**EXERCISE OBJECTIVE**: Find the word "alpha" in the records below. List each line containing it.

[Stored data entries]
++++++

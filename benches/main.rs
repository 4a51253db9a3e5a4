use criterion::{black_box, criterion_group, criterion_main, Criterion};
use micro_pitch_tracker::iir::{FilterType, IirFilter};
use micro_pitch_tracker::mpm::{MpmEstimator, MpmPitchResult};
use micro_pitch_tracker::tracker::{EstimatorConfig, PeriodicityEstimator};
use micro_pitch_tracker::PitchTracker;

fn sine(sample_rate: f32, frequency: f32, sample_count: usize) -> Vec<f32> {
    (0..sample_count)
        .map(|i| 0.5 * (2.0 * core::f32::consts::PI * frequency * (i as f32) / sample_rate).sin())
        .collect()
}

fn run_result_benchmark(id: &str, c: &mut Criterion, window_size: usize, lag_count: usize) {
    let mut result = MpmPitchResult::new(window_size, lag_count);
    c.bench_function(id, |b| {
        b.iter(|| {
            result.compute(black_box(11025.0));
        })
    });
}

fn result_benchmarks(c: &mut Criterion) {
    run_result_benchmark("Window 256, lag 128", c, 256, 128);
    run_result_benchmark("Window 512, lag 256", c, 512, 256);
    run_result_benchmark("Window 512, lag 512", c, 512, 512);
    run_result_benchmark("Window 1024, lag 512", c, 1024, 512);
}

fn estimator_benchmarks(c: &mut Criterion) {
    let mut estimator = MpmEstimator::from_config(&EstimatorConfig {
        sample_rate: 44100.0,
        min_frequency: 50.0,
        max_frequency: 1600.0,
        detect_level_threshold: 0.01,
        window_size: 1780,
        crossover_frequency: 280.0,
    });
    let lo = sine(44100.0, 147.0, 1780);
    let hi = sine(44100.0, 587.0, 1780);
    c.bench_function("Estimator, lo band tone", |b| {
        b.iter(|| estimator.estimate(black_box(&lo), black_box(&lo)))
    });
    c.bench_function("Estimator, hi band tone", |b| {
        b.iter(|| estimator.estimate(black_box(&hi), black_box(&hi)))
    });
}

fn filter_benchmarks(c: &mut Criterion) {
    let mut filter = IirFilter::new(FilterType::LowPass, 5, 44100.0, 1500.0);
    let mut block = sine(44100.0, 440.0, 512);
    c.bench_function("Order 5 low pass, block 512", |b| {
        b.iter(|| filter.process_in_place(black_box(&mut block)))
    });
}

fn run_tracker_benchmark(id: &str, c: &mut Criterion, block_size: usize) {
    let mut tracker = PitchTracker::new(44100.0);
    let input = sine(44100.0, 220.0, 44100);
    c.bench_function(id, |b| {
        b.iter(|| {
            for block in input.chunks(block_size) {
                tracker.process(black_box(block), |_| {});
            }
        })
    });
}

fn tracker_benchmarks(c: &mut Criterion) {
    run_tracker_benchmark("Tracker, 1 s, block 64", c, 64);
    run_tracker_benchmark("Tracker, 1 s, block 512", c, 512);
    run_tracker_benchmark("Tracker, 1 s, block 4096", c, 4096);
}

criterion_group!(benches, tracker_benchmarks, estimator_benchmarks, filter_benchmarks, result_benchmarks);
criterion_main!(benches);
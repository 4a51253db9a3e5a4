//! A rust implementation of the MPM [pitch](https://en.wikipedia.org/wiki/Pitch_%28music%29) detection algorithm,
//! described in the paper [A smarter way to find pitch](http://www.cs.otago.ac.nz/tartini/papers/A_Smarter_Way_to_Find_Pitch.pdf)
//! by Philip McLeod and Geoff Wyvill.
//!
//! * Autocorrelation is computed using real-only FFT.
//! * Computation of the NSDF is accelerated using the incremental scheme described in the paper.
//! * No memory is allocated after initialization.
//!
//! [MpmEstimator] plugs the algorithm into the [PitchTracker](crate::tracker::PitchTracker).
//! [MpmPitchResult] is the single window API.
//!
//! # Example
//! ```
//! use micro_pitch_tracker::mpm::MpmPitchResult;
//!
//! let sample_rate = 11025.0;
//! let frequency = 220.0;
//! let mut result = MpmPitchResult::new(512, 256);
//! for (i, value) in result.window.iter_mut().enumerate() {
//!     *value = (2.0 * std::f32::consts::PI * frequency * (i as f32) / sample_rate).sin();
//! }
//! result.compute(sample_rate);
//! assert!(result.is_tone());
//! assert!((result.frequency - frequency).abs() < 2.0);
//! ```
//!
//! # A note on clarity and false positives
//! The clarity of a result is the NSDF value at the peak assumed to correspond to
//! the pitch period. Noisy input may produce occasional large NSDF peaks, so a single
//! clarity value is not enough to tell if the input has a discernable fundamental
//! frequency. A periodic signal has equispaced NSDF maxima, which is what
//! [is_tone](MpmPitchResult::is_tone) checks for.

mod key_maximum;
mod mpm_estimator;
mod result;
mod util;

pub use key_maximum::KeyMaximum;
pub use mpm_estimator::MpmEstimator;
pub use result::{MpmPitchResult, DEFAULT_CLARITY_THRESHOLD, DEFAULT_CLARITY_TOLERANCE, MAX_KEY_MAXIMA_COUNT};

++++++

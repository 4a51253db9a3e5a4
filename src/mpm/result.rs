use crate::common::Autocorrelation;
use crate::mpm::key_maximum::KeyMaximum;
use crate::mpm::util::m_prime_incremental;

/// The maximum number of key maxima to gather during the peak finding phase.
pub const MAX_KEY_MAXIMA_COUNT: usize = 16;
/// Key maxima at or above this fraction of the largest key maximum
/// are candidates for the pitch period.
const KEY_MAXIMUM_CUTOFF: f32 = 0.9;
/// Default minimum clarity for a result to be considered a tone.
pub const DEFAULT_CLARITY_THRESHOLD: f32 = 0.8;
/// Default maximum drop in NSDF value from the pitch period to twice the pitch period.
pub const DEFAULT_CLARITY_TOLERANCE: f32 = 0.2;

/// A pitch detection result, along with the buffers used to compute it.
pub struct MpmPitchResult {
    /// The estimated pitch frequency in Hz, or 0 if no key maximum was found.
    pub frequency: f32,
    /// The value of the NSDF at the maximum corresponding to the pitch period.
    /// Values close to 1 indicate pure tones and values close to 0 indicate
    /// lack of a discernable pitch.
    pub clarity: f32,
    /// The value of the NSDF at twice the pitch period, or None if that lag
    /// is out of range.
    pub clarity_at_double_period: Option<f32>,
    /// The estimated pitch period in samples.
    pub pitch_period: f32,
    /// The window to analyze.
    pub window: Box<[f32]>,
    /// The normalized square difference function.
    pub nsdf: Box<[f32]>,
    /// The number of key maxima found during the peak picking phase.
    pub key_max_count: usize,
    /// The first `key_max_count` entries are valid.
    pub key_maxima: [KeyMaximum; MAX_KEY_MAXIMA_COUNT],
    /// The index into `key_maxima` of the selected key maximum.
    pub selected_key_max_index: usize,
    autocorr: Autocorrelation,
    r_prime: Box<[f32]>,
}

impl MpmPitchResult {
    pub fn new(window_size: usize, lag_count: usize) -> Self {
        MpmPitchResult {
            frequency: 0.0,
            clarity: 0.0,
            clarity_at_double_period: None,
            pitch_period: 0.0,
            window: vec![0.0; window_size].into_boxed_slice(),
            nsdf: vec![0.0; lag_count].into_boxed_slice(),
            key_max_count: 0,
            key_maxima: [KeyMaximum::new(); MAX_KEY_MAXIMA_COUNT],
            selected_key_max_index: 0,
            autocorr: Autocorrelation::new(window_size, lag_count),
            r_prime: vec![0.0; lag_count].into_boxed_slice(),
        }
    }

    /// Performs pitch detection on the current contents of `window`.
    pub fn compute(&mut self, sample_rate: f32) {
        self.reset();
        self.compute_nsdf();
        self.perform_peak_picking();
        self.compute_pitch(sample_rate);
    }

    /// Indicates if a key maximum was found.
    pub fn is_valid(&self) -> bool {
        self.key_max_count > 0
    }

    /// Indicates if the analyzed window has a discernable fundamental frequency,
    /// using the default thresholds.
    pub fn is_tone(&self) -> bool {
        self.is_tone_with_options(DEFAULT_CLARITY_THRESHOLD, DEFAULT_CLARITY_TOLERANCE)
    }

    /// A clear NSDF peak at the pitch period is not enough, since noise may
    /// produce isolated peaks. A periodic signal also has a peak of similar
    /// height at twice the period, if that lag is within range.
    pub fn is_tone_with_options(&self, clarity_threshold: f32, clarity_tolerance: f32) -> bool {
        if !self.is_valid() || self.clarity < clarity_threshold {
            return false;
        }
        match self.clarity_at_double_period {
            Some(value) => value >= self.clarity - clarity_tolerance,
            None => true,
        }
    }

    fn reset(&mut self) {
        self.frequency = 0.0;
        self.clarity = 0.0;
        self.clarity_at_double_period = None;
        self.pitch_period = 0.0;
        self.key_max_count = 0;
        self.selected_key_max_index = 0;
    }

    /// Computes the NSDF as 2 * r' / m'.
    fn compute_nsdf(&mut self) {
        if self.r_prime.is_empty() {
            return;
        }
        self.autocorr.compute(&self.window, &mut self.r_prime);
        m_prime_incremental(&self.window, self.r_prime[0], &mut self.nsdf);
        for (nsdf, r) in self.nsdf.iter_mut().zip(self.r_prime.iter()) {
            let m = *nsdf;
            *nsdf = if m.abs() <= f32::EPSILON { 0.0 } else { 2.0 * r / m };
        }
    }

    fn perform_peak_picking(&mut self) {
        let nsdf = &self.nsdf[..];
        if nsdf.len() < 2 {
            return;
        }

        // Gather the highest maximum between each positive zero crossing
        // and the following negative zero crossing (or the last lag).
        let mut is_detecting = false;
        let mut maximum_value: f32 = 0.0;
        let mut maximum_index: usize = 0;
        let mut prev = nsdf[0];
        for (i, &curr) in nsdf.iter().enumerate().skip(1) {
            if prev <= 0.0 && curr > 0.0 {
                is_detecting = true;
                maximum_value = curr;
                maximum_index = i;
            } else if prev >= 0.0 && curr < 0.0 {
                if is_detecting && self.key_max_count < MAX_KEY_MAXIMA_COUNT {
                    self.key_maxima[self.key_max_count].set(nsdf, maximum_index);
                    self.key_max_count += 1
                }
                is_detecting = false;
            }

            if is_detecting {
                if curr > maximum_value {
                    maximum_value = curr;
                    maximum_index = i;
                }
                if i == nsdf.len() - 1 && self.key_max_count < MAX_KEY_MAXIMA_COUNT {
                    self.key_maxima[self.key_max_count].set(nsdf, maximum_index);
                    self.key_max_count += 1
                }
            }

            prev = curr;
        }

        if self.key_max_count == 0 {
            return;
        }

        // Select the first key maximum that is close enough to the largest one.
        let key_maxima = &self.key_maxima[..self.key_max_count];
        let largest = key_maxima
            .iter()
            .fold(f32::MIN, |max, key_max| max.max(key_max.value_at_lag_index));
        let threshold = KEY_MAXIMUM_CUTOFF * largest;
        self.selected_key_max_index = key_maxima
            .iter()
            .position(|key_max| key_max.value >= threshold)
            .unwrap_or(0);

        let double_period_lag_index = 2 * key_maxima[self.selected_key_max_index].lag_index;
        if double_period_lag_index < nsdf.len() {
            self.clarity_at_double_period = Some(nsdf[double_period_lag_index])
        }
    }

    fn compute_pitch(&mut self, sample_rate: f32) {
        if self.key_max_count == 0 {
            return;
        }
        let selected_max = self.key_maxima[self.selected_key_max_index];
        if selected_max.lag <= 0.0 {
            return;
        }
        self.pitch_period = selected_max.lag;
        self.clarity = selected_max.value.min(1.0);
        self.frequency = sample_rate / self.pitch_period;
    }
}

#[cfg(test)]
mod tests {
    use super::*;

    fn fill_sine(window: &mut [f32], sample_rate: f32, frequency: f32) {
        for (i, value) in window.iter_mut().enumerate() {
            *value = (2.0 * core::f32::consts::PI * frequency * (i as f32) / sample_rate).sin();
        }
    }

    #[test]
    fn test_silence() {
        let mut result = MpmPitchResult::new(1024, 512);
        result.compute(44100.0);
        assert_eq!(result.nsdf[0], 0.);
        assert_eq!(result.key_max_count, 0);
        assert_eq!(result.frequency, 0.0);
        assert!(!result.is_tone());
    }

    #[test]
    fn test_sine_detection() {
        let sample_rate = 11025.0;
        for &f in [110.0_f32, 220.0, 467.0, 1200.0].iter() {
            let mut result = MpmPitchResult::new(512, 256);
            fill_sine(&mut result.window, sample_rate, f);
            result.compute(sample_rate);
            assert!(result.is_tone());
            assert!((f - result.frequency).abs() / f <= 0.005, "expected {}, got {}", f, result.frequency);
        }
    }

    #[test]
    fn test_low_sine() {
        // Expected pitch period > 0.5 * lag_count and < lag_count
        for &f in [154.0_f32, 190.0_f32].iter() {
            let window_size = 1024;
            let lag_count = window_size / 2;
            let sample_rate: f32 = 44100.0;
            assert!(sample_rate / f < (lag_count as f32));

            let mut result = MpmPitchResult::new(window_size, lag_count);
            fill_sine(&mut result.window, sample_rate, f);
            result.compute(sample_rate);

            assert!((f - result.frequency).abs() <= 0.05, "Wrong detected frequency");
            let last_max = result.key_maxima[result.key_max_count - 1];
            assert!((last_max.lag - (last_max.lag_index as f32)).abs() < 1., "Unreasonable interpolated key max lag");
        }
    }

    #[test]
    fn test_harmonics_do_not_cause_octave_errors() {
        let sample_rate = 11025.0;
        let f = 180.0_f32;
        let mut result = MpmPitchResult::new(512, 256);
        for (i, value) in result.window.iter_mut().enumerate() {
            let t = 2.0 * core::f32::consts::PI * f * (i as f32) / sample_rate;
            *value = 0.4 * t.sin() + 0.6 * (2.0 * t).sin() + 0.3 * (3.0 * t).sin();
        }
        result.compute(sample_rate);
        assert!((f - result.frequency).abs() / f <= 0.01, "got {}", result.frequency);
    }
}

++++++

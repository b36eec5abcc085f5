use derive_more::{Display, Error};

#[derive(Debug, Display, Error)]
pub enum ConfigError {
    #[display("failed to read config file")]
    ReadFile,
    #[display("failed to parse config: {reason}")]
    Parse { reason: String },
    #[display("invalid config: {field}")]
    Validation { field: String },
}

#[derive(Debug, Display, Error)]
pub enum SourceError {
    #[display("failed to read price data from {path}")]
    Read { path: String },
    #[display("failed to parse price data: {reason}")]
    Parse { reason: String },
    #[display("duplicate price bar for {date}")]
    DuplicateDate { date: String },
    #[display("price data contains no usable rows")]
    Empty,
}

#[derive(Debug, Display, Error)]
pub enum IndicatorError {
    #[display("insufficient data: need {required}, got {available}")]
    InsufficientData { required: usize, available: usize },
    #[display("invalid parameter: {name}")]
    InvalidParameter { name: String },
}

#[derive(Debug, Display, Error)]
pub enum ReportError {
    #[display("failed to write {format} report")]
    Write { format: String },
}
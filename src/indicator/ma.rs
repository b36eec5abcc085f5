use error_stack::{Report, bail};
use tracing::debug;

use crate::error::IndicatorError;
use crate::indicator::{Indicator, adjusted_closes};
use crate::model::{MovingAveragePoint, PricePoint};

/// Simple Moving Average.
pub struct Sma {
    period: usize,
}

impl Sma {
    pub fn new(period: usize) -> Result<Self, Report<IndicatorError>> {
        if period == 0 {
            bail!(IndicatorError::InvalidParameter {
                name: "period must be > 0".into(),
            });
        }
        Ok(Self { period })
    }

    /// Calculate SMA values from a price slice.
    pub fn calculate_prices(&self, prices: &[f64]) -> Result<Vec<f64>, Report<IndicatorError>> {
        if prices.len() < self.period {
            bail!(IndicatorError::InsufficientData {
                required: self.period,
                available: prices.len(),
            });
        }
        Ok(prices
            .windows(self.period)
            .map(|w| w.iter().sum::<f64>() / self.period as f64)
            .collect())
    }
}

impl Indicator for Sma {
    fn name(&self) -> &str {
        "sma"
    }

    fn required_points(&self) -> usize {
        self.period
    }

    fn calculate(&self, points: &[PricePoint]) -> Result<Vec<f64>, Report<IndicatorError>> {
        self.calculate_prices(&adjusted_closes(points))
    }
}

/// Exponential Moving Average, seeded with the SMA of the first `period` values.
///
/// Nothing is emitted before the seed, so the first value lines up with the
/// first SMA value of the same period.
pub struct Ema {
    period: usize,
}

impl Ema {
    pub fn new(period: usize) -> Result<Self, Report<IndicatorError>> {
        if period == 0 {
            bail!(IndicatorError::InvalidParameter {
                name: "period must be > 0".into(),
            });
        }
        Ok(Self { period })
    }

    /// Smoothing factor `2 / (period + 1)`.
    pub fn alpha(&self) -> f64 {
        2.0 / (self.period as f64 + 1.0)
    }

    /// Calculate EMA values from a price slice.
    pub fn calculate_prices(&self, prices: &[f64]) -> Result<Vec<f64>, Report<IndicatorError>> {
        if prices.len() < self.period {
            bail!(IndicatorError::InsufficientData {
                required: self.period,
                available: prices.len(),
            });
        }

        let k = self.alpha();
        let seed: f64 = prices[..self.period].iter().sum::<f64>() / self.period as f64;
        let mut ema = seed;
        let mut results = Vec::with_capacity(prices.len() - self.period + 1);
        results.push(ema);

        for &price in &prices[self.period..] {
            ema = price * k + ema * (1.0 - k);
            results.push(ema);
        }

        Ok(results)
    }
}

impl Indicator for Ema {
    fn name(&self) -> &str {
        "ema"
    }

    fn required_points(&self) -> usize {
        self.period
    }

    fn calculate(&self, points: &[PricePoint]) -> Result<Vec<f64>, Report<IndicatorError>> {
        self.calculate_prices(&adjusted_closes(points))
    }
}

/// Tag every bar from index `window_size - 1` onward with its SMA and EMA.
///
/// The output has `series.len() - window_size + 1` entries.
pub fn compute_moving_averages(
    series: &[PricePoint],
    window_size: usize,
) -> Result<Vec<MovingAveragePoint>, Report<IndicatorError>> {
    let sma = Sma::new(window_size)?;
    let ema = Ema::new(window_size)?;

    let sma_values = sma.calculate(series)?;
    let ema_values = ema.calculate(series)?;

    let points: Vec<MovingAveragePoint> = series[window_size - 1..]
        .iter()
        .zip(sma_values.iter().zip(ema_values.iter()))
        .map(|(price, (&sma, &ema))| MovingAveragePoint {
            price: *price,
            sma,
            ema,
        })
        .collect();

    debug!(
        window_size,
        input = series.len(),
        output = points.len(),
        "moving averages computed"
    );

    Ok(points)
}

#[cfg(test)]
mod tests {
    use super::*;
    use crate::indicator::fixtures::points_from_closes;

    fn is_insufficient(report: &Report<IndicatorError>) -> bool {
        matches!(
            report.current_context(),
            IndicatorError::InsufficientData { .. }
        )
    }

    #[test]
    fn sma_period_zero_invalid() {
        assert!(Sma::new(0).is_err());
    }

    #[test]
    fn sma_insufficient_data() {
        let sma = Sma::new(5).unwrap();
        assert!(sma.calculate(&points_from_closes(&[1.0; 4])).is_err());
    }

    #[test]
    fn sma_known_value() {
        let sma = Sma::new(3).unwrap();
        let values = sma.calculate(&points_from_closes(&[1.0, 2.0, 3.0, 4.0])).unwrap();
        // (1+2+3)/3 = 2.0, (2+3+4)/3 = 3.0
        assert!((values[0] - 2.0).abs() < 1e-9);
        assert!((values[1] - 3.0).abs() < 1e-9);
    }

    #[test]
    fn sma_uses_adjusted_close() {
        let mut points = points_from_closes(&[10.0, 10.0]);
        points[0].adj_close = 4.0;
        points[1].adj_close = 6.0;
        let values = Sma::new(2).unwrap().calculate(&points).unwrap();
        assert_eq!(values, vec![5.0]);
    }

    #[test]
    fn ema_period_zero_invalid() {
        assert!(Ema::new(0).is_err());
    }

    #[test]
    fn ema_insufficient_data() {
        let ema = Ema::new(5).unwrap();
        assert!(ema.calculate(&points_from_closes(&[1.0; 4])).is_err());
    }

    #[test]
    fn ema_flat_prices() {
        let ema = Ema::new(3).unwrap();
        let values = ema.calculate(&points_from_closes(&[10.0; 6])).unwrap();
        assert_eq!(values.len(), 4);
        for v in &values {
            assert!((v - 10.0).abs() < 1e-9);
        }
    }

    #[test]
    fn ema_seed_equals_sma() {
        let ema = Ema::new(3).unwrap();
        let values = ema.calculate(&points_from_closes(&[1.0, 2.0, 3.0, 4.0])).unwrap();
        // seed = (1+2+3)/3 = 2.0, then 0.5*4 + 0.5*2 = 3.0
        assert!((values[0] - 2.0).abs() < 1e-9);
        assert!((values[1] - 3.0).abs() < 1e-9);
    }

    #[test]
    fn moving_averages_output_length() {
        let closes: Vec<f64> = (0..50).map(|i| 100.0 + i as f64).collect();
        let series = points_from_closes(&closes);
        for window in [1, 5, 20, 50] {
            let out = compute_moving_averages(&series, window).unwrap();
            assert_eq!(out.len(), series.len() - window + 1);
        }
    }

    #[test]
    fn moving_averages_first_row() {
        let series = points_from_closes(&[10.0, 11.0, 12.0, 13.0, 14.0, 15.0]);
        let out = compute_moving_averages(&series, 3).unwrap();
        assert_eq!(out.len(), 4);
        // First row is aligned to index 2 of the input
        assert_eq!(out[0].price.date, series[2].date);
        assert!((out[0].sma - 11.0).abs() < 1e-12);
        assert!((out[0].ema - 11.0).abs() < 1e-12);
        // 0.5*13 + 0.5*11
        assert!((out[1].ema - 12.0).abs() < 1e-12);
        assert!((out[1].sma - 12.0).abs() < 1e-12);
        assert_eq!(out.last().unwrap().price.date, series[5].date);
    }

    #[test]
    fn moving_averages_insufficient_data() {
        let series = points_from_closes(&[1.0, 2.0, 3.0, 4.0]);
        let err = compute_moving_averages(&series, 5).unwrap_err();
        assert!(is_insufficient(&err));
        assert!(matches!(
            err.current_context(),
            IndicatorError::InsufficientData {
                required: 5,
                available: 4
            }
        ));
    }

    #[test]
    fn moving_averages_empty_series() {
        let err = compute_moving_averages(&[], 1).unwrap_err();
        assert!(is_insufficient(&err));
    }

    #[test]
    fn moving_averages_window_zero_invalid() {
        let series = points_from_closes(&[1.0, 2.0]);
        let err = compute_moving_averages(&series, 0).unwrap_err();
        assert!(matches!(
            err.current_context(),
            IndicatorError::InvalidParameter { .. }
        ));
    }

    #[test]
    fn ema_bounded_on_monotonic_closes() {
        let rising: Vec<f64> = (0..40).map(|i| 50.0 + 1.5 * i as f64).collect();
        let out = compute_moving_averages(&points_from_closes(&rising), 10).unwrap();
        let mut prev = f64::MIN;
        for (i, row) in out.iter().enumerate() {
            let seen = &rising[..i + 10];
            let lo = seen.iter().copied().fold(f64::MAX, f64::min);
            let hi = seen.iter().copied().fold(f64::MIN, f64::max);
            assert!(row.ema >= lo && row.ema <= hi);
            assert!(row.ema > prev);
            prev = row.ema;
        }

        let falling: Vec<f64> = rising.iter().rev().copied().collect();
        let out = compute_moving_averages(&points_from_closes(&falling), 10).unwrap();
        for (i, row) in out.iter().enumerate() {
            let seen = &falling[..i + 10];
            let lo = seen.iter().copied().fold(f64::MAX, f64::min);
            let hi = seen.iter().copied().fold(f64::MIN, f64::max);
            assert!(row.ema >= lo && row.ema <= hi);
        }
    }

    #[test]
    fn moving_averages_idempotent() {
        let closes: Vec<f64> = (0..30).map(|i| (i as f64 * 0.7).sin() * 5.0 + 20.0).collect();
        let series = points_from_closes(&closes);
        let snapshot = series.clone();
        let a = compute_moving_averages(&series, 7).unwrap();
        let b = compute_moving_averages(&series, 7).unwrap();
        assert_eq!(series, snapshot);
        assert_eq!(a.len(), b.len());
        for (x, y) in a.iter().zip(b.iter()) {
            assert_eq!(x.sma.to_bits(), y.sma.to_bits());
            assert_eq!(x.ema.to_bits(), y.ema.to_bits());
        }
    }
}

++++++

**SOLVED PROBLEM**:
    pub fn alpha(&self) -> f64 {
        let k = self.alpha();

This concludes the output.